I observed without really observing. It was a skill I had picked up from playing volleyball, the ability to keep track of everything around me without focusing on just one thing. The girl’s wig looked good. Not in the way that it perfectly mimicked natural hair, but more like she wore it confidently, the lilac color resting against her skin as if it were a choice rather than a disguise. She had a small sunflower tattoo on her inner wrist that became visible when she turned a page. She didn’t fidget. She didn’t check her phone. She just read, with a calmness that showed she was really good at being present in the moment.

I found myself wondering how many cycles she had been through. I wondered if she had also had that first-timer look and what it had been like for her.

I decided to stop wondering about that.

At one point, Maekynzie dozed off in her chair, which was honestly quite remarkable considering the noise and lighting around us. I was left with just the silence, the IV drip, and my own thoughts, which I had been trying to manage all morning with mixed results.

The tiredness crept in slowly and then hit me all at once, just like I had read it would in the folder. It wasn’t the volleyball kind of tired, the good kind that comes from pushing my body to its limits. This was something deeper and weirder, a fatigue that felt like it was coming from my very cells, as if something inside me was demanding more energy than I had available. I didn’t resist it. I let my head lean back against the recliner, watching the IV bag through my mostly-closed eyes, and thought about nothing in particular.

I was nearly asleep when I heard the sound of the girl’s book closing.

The treatment wrapped up at two forty-five. Hanna took out the line and placed a small bandage over the spot, then went over the post-infusion instructions, which I had already read but listened to anyway because Hanna presented them with the same careful detail as the pre-infusion ones, and it felt important to acknowledge that effort.

Maekynzie stirred when the chair next to me started to move and immediately tried to act like she hadn’t been sleeping. “I was just resting my eyes.”

“For an hour.”

“It was a long morning.” She got up and started to repack her tote with the same energy she had when she unpacked it, like she was preparing for a disaster. “How do you feel?”

“Tired.”

“But okay?”

“But okay.”

They were almost at the door when a voice called out from behind them.

“Hey. Sloane.”

I turned around.

The girl with the lilac bob was still lounging in her recliner, her feet tucked beneath her, a closed book resting in her lap. She gazed at me with her violet eyes and said, “See you in two weeks.”

“How do you know I’ll be on your schedule?”

“Same oncologist.” She tilted her head a bit. “I know his rotation. Plus.” A brief pause. “You have that first-timer look.”

“What does that look like?”

“Like you’re waiting for the moment when it all makes sense.”

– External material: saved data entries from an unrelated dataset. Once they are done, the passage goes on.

//! Upload then detect, with each failure kind kept distinct.

use std::sync::Arc;

use glimpse::{
    detect::{BoundingBox, Detector, HttpImageFetcher},
    pipeline::{ImageAiResponse, ImagePipeline, PipelineFailure},
};

use crate::helpers::{ImageServer, RecordingAssetHost, ScriptedModel, UploadMode, candidate, png};

async fn build(mode: UploadMode, model: ScriptedModel) -> (ImagePipeline, Arc<RecordingAssetHost>) {
    let images = ImageServer::start().await;
    let assets = Arc::new(RecordingAssetHost::new(images, mode));
    let detector = Detector::new(Arc::new(HttpImageFetcher::new()), Arc::new(model));
    (ImagePipeline::new(assets.clone(), detector), assets)
}

fn one_dog() -> ScriptedModel {
    ScriptedModel::new(vec![candidate(BoundingBox::new(2.0, 3.0, 9.5, 7.9), 0.8, 16)])
}

#[tokio::test]
async fn success_carries_url_and_detection() {
    let (pipeline, assets) = build(UploadMode::Publish, one_dog()).await;

    let found = pipeline.handle(png(10, 10), "pet.png").await.unwrap();
    assert!(found.secure_url.ends_with("/images/asset-0"));
    assert_eq!(found.detection.class_name, "dog");
    assert_eq!(assets.uploads(), vec![("pet.png".to_string(), png(10, 10).len())]);

    let response = ImageAiResponse::from(Ok(found));
    assert!(matches!(
        response,
        ImageAiResponse::Detected { xmin: 2, xmax: 9, ymin: 3, ymax: 7, .. }
    ));
}

#[tokio::test]
async fn failure_kinds_stay_distinct() {
    let (pipeline, assets) = build(UploadMode::Publish, one_dog()).await;
    let failure = pipeline.handle(Vec::new(), "empty.png").await.unwrap_err();
    assert!(matches!(failure, PipelineFailure::MissingImage));
    assert!(assets.uploads().is_empty());

    let (pipeline, _) = build(UploadMode::Reject, one_dog()).await;
    let failure = pipeline.handle(png(10, 10), "a.png").await.unwrap_err();
    assert_eq!(failure.kind(), "upload");

    let (pipeline, _) = build(UploadMode::Dangling, one_dog()).await;
    let failure = pipeline.handle(png(10, 10), "a.png").await.unwrap_err();
    assert_eq!(failure.kind(), "fetch");

    let (pipeline, _) = build(UploadMode::Publish, one_dog()).await;
    let failure = pipeline.handle(b"GIF89a nope".to_vec(), "a.gif").await.unwrap_err();
    assert_eq!(failure.kind(), "decode");

    let (pipeline, _) = build(UploadMode::Publish, ScriptedModel::new(vec![])).await;
    let failure = pipeline.handle(png(10, 10), "a.png").await.unwrap_err();
    assert!(matches!(failure, PipelineFailure::NoDetection));

    let (pipeline, _) = build(
        UploadMode::Publish,
        ScriptedModel::new(vec![candidate(BoundingBox::new(0.0, 0.0, 5.0, 5.0), 0.5, 500)]),
    )
    .await;
    let failure = pipeline.handle(png(10, 10), "a.png").await.unwrap_err();
    assert_eq!(failure.kind(), "model");
}
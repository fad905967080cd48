//! Credential store construction.

use std::sync::Arc;

use glimpse::{
    config::{StoreLocation, redact_uri},
    store::{CredentialStore, InMemoryCredentialStore, SqlxCredentialStore},
};

/// Open the credential store named by `location`.
pub async fn create_credential_store(
    location: &StoreLocation,
) -> Result<Arc<dyn CredentialStore>, Box<dyn std::error::Error>> {
    match location {
        StoreLocation::Memory => {
            tracing::warn!("Using ephemeral in-memory credential store; identities are lost on exit");
            Ok(Arc::new(InMemoryCredentialStore::new()))
        }
        StoreLocation::JsonFile(path) => {
            if let Some(parent) = path.parent().filter(|p| !p.as_os_str().is_empty()) {
                tokio::fs::create_dir_all(parent).await?;
            }
            let store = InMemoryCredentialStore::load_from_file(path).await?;
            tracing::info!(
                "Using in-memory credential store with persistence at {} ({} identities)",
                path.display(),
                store.count().await?
            );
            Ok(Arc::new(store))
        }
        StoreLocation::Sqlite(url) => {
            tracing::info!("Using SQLite credential store at {url}");
            Ok(Arc::new(SqlxCredentialStore::connect_sqlite(url).await?))
        }
        StoreLocation::Postgres(url) => {
            let display_url = redact_uri(url);
            tracing::info!("Connecting to PostgreSQL credential store at {display_url}");
            match SqlxCredentialStore::connect_postgres(url).await {
                Ok(store) => {
                    tracing::info!("Connected to PostgreSQL successfully");
                    Ok(Arc::new(store))
                }
                Err(e) => {
                    Err(format!("Failed to connect to PostgreSQL at {display_url}: {e}").into())
                }
            }
        }
    }
}

/// Save a JSON-backed store; other stores persist on their own.
pub async fn persist_on_shutdown(store: &dyn CredentialStore, location: &StoreLocation) {
    let StoreLocation::JsonFile(path) = location else {
        return;
    };
    let Some(in_memory) = store.as_any().downcast_ref::<InMemoryCredentialStore>() else {
        return;
    };
    match in_memory.save_to_file(path).await {
        Ok(()) => {
            tracing::info!("Credential store saved to {}", path.display());
            println!("\nCredential store saved successfully");
        }
        Err(e) => {
            tracing::error!("Failed to save credential store: {e:?}");
            eprintln!("Failed to save credential store: {e:?}");
        }
    }
}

I didn’t have a response to that.

“It goes away,” she said. Not in a mean way, but not in a nice way either. Just like you’d state a fact about the weather to someone caught outside without an umbrella. It was already raining. Nothing could be done about it now.

I stood there for a moment. “What’s your name?”

“Lylah.”

Maekynzie, standing in the doorway, whispered, “I love her.”

I turned back toward the hallway. The fluorescent light was just as it always was. The elevator had the same elevator smell. Outside, the parking structure was the same dull concrete place it always was, and Maekynzie chatted the entire drive home about the snack cart, about Hanna, about whether infusion chairs came in better colors, and I let it all wash over me while I looked at the mountains and thought about a girl who wasn’t waiting for anything to make sense.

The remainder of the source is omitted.